> **Records for this exercise**

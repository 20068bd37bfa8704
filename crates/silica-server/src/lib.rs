//! Silica server
//!
//! HTTP transports over one shared core: REST session/file/job control, an
//! SSE chat stream, a WebSocket chat stream, and the MCP server over
//! streamable HTTP and SSE framings. This is a library crate; start it via
//! `start_server()`.

use std::collections::HashMap;
use std::convert::Infallible;
use std::net::SocketAddr;
use std::sync::Arc;

use axum::http::Method;
use axum::response::sse::Event;
use axum::routing::get;
use axum::{Json, Router};
use serde::Serialize;
use tokio::sync::{mpsc, RwLock};
use tower_http::{
    cors::{Any, CorsLayer},
    trace::TraceLayer,
};

use silica_core::mcp::McpServer;
use silica_core::Core;

pub mod error;
pub mod routes;
pub mod types;
pub mod ws;

type McpConnections = Arc<RwLock<HashMap<String, mpsc::Sender<Result<Event, Infallible>>>>>;

/// Shared application state.
#[derive(Clone)]
pub struct AppState {
    pub core: Arc<Core>,
    pub mcp: Arc<McpServer>,
    /// Live MCP SSE connections, keyed by connection id.
    pub mcp_connections: McpConnections,
}

/// Configuration for starting the server.
pub struct ServerConfig {
    pub port: u16,
}

impl Default for ServerConfig {
    fn default() -> Self {
        Self { port: 3000 }
    }
}

/// Build the router and state around an assembled core.
pub fn build_router(core: Arc<Core>) -> (Router, AppState) {
    let state = AppState {
        mcp: Arc::new(core.mcp_server()),
        core,
        mcp_connections: Arc::new(RwLock::new(HashMap::new())),
    };

    let cors = CorsLayer::new()
        .allow_origin(Any)
        .allow_methods([Method::GET, Method::POST, Method::DELETE])
        .allow_headers(Any);

    let app = Router::new()
        .route("/health", get(health))
        .route("/ws/chat/:session_id", get(ws::handler))
        .nest("/api", routes::api_router())
        .nest("/mcp", routes::mcp::router())
        .layer(cors)
        .layer(TraceLayer::new_for_http())
        .with_state(state.clone());

    (app, state)
}

/// Start the server and block until shutdown.
pub async fn start_server(core: Arc<Core>, config: ServerConfig) -> anyhow::Result<()> {
    let addr: SocketAddr = format!("0.0.0.0:{}", config.port).parse()?;
    let (app, _state) = build_router(core);

    tracing::info!("silica server listening on http://{}", addr);
    let listener = tokio::net::TcpListener::bind(addr).await?;
    axum::serve(listener, app).await?;
    Ok(())
}

async fn health() -> Json<HealthResponse> {
    Json(HealthResponse {
        status: "ok",
        version: env!("CARGO_PKG_VERSION"),
    })
}

#[derive(Serialize)]
struct HealthResponse {
    status: &'static str,
    version: &'static str,
}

> **Task prompt**
Check each line of the entries above for the string "await", and return those that contain it.

> **Written answer**
    let listener = tokio::net::TcpListener::bind(addr).await?;
    axum::serve(listener, app).await?;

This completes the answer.